What you are asked to do
Would you print the material exactly, starting at its first line and ending at the line holding "static KEY_LINE: Lazy<Regex>"?
── Provided entries
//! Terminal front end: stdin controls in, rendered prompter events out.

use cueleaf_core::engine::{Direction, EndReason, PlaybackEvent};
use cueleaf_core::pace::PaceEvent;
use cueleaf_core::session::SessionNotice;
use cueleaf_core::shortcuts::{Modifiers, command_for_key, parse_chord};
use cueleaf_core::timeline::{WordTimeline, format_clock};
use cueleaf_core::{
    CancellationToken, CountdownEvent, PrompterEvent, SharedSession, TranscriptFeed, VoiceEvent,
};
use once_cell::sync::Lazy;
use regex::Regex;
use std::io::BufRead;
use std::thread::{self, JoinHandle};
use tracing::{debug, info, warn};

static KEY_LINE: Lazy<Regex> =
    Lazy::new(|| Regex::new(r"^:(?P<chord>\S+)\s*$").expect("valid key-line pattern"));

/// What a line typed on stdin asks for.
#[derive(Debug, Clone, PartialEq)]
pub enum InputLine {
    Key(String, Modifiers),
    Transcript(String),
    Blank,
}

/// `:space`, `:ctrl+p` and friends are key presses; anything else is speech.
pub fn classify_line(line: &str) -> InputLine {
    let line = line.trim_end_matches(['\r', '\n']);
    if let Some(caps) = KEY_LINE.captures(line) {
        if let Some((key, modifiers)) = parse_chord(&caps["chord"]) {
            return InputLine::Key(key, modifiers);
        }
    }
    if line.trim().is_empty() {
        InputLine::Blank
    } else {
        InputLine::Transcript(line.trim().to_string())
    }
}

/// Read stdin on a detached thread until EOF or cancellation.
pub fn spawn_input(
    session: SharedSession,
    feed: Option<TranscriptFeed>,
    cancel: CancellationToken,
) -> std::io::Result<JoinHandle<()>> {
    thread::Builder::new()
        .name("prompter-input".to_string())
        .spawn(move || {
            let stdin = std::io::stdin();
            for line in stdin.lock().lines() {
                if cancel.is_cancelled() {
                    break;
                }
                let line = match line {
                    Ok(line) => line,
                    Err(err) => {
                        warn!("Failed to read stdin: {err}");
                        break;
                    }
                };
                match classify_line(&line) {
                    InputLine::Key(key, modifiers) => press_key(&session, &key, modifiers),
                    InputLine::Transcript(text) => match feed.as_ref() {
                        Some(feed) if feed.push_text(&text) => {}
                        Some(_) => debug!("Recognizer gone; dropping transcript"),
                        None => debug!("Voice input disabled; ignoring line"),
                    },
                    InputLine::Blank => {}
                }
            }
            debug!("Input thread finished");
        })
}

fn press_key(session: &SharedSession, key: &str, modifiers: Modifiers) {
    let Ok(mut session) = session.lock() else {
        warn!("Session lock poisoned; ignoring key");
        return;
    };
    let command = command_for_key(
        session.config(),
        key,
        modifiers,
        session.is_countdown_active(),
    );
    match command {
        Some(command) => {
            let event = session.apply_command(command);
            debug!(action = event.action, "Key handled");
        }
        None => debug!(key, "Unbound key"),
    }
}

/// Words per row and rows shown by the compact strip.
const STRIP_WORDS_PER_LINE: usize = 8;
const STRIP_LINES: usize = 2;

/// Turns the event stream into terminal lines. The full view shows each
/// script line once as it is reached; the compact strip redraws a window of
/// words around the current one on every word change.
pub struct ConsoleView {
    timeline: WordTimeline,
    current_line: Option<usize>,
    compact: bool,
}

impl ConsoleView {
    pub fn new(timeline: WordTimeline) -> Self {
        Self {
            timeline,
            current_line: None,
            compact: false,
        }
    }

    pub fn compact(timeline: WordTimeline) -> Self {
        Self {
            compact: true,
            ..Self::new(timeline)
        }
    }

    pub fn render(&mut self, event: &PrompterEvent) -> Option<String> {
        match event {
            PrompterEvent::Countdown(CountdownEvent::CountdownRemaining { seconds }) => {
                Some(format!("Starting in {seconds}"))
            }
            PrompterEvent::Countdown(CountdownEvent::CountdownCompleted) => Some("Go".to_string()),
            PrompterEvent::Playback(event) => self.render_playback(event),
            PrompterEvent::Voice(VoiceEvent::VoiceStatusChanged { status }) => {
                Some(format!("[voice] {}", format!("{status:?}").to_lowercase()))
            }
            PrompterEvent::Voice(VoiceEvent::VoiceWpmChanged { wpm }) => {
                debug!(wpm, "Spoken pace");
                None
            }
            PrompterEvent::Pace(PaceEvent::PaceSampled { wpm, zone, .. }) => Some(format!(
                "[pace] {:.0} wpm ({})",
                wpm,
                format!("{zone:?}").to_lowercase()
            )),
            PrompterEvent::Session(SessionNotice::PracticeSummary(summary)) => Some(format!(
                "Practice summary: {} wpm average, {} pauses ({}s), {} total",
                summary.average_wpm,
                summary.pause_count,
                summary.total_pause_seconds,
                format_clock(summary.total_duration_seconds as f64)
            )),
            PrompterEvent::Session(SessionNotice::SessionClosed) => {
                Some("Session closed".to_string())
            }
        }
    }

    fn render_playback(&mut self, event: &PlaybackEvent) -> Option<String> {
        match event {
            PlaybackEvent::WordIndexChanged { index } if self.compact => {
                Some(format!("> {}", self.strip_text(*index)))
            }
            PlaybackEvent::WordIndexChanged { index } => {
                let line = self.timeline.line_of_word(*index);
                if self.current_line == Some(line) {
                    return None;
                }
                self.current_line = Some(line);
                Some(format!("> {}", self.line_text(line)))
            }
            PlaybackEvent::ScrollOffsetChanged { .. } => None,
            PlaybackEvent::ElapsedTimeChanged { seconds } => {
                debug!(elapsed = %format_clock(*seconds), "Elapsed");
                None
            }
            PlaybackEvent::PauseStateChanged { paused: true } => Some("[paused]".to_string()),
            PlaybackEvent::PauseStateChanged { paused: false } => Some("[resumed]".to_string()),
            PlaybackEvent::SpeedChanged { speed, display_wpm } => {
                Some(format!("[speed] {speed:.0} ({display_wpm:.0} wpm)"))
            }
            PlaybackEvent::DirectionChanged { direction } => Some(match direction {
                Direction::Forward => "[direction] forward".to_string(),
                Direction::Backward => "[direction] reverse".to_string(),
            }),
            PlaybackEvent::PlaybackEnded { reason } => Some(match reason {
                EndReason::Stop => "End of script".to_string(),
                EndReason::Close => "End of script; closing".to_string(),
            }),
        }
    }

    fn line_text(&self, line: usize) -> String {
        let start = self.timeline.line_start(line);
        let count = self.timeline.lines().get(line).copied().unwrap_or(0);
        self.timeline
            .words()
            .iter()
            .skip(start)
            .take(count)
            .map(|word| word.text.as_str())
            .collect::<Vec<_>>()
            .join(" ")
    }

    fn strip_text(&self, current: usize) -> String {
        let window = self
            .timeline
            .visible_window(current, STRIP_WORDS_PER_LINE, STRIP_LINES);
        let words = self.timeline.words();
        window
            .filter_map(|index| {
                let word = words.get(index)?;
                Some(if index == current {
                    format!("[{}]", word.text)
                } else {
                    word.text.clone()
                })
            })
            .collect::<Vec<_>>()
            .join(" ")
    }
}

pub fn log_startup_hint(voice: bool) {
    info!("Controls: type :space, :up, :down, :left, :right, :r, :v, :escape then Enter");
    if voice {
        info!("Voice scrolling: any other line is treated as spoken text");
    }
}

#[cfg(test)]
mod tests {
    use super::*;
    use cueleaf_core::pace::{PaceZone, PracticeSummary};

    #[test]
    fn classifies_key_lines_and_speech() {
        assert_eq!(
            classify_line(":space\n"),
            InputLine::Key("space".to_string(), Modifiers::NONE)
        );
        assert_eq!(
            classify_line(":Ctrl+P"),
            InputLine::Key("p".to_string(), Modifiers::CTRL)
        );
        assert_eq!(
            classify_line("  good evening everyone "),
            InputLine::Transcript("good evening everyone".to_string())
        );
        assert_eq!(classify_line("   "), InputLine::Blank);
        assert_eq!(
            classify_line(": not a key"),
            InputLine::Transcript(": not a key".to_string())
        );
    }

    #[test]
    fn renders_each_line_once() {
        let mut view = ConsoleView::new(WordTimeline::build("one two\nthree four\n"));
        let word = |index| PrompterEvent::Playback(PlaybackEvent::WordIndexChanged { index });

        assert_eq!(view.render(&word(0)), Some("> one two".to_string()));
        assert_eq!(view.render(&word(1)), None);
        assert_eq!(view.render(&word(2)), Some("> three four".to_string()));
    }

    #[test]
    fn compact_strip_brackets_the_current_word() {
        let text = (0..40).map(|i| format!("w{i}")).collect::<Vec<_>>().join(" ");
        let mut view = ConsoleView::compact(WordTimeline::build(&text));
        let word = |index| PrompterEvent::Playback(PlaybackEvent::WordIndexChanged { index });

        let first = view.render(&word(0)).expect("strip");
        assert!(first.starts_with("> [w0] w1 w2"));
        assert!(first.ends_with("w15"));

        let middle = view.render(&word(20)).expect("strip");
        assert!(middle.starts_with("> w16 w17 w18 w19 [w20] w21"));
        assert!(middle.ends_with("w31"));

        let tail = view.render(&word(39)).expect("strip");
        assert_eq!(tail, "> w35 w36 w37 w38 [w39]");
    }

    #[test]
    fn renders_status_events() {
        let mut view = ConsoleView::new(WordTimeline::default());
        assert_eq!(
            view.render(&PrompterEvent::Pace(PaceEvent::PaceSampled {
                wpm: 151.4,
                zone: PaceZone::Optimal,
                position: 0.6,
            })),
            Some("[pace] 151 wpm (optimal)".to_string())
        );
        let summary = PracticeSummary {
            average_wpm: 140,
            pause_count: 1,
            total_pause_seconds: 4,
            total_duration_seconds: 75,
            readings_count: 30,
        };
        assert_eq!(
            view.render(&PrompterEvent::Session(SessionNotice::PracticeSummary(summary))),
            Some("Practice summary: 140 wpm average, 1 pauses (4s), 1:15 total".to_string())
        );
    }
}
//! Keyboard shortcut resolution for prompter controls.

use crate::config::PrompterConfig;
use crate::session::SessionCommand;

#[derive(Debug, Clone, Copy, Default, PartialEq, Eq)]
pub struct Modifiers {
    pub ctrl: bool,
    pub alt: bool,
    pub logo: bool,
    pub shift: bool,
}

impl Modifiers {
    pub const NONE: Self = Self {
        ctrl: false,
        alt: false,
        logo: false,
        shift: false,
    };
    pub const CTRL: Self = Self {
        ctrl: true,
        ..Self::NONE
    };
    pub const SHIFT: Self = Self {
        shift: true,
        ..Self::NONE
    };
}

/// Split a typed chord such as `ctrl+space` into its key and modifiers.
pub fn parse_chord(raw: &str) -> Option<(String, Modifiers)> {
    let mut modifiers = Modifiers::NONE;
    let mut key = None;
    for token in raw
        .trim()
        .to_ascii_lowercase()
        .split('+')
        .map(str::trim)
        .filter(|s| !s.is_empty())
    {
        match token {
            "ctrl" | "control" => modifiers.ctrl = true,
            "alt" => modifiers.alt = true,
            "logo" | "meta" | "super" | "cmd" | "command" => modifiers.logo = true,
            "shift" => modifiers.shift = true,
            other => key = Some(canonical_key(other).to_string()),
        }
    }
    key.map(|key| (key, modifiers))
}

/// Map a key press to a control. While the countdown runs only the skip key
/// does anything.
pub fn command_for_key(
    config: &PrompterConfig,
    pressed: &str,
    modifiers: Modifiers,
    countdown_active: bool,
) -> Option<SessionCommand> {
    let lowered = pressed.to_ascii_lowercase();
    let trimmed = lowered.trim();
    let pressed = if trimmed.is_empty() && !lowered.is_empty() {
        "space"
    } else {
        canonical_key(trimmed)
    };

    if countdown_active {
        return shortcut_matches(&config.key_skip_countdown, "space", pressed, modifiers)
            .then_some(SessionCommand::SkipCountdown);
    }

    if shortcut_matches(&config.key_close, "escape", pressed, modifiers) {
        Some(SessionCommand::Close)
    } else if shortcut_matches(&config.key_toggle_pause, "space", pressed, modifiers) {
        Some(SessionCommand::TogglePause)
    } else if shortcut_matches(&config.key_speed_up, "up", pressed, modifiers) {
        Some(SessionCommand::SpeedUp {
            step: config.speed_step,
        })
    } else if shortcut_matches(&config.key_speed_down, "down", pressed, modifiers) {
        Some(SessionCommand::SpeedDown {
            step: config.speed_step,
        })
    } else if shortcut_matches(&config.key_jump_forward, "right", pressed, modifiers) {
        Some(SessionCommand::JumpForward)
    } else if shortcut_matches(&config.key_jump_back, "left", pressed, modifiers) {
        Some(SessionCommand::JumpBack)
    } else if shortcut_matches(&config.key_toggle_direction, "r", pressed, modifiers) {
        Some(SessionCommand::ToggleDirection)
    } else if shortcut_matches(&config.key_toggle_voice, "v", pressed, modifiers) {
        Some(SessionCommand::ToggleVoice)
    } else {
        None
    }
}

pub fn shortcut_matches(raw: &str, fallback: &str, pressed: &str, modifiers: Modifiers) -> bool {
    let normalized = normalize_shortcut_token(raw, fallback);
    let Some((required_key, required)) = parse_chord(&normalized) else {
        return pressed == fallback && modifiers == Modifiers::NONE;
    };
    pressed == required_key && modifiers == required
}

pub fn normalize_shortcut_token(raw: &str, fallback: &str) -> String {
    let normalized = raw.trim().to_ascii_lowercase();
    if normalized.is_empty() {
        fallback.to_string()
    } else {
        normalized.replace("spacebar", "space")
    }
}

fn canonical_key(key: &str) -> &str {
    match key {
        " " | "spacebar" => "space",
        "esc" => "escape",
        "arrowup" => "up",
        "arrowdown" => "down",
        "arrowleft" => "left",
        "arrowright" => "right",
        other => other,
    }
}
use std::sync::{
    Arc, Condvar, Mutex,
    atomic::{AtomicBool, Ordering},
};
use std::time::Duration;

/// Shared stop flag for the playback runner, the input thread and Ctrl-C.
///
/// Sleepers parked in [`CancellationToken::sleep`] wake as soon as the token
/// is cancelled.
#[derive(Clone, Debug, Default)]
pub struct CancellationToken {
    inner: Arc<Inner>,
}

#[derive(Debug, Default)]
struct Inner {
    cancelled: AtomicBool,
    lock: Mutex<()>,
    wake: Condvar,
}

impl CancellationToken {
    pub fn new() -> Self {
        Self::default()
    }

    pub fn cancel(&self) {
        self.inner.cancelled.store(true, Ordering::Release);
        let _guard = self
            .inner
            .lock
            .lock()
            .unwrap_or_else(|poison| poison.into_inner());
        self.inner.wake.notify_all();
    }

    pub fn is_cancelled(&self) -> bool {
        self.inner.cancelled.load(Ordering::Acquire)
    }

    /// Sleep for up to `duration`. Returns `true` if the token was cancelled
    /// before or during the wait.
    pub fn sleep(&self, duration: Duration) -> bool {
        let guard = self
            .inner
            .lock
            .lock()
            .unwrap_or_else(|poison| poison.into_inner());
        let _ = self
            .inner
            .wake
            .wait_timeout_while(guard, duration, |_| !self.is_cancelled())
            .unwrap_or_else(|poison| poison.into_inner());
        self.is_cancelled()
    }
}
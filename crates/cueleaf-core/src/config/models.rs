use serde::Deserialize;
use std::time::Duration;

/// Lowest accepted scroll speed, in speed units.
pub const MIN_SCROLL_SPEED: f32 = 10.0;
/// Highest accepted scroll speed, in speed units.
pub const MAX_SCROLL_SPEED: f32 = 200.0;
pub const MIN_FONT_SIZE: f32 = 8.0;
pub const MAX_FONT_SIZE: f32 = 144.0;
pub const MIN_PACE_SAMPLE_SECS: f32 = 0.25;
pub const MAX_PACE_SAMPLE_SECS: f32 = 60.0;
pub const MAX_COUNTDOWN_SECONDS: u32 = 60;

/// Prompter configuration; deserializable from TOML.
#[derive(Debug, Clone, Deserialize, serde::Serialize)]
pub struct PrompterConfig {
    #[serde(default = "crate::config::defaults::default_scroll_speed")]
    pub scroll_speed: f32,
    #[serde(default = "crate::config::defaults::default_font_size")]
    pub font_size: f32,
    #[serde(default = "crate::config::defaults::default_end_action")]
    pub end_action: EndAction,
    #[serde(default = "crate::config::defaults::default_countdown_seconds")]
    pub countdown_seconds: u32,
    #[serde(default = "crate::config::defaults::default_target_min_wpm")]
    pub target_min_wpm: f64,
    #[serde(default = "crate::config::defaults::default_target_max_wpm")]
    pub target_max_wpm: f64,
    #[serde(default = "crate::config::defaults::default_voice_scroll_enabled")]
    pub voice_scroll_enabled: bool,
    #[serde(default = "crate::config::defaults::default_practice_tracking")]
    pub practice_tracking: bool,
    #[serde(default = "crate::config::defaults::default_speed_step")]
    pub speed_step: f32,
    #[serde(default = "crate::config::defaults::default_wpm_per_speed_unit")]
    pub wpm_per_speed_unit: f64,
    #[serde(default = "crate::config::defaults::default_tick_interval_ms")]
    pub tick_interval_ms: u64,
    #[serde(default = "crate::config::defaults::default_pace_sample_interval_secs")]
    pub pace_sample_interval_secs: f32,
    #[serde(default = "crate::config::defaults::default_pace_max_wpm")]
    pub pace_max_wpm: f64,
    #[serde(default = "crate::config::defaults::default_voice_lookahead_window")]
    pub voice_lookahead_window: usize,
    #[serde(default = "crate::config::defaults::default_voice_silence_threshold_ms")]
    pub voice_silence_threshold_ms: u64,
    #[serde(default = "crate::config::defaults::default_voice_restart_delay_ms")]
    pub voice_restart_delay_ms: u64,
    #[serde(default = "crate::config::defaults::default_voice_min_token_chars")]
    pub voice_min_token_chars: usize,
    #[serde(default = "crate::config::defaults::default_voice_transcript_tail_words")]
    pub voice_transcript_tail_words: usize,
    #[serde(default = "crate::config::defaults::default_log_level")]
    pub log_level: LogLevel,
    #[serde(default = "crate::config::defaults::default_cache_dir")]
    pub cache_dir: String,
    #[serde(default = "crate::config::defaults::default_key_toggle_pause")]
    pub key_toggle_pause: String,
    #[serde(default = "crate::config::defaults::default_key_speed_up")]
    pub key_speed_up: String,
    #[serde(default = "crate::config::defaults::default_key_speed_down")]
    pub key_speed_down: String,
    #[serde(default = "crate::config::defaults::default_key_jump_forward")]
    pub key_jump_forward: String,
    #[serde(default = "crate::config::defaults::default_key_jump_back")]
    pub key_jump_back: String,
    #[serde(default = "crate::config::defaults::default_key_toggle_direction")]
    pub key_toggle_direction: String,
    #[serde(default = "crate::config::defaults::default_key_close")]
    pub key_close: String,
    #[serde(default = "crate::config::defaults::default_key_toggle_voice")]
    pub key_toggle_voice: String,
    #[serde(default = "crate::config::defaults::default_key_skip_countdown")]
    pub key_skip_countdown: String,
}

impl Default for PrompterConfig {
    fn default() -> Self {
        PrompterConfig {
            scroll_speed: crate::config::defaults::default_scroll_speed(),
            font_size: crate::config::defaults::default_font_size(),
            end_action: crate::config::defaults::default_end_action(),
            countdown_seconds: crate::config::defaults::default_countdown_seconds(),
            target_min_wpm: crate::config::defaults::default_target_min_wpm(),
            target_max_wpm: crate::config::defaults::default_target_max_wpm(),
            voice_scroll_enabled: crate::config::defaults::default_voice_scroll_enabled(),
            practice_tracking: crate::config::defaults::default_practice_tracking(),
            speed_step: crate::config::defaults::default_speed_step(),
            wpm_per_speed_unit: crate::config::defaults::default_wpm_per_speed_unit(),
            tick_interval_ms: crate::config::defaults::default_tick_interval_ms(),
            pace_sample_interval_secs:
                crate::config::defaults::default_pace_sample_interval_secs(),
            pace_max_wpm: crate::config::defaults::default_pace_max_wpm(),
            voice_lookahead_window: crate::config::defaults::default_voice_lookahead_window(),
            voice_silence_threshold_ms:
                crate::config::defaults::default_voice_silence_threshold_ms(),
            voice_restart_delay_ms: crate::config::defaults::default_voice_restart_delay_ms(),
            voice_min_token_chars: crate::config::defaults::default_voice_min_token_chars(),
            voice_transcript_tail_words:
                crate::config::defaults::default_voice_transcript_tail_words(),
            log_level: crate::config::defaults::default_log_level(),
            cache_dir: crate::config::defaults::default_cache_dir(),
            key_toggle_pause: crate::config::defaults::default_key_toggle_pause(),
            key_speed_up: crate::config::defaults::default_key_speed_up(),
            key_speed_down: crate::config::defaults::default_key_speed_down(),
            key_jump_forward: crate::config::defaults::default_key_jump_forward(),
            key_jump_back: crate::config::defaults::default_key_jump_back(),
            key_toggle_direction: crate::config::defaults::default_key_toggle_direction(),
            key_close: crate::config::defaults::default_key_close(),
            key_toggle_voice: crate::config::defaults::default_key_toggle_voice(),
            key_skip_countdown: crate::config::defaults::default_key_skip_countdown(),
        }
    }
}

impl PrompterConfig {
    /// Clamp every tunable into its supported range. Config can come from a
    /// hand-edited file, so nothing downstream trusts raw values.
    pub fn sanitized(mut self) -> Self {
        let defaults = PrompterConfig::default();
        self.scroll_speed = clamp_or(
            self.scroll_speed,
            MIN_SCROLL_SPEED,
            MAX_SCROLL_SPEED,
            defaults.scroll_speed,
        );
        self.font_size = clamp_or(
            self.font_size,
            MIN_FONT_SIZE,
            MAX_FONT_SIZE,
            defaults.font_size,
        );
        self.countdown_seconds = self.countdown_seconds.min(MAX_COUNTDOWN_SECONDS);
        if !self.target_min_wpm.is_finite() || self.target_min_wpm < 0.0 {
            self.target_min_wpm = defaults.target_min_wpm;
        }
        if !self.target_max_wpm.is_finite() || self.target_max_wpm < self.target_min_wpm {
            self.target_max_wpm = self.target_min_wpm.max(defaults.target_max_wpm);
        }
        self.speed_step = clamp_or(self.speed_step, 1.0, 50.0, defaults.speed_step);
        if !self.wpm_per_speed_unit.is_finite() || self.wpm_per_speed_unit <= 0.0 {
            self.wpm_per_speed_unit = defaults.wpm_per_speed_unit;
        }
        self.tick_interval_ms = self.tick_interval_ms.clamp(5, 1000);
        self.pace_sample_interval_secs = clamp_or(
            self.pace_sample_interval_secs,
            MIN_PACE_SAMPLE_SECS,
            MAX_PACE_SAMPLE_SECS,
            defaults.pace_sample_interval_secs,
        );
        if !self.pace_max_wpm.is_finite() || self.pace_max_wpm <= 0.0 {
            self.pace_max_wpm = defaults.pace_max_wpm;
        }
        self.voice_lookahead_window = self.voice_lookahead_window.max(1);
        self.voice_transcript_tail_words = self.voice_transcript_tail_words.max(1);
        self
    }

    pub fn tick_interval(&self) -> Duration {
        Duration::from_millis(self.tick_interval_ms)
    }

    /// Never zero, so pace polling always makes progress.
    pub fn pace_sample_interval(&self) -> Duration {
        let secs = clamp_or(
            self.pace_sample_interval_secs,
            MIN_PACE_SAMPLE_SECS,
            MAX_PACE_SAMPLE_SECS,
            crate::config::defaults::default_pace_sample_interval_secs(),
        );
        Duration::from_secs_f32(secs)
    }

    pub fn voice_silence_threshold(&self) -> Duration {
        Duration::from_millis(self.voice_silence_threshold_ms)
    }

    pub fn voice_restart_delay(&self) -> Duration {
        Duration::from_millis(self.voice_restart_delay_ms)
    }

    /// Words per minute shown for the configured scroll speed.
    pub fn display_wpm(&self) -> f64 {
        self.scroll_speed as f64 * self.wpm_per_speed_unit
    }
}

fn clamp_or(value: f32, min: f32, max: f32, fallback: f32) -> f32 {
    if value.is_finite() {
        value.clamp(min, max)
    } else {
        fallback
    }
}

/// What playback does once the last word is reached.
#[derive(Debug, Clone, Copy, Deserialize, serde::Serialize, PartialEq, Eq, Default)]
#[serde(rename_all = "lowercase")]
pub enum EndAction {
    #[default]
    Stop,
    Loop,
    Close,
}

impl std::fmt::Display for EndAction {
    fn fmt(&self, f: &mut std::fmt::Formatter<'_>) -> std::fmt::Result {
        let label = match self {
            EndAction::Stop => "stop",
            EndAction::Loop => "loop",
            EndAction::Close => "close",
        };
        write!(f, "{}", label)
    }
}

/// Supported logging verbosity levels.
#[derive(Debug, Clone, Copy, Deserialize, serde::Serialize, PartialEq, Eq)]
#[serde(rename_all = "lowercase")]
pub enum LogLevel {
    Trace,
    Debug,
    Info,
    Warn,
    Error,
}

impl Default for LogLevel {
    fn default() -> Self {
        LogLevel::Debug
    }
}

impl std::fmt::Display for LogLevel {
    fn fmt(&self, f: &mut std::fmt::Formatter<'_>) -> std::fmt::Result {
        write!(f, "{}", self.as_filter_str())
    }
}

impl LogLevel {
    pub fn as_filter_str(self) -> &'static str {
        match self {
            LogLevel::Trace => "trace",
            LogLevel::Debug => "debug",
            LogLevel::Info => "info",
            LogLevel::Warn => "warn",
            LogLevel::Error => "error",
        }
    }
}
────
Response below
//! Terminal front end: stdin controls in, rendered prompter events out.

use cueleaf_core::engine::{Direction, EndReason, PlaybackEvent};
use cueleaf_core::pace::PaceEvent;
use cueleaf_core::session::SessionNotice;
use cueleaf_core::shortcuts::{Modifiers, command_for_key, parse_chord};
use cueleaf_core::timeline::{WordTimeline, format_clock};
use cueleaf_core::{
    CancellationToken, CountdownEvent, PrompterEvent, SharedSession, TranscriptFeed, VoiceEvent,
};
use once_cell::sync::Lazy;
use regex::Regex;
use std::io::BufRead;
use std::thread::{self, JoinHandle};
use tracing::{debug, info, warn};

static KEY_LINE: Lazy<Regex> =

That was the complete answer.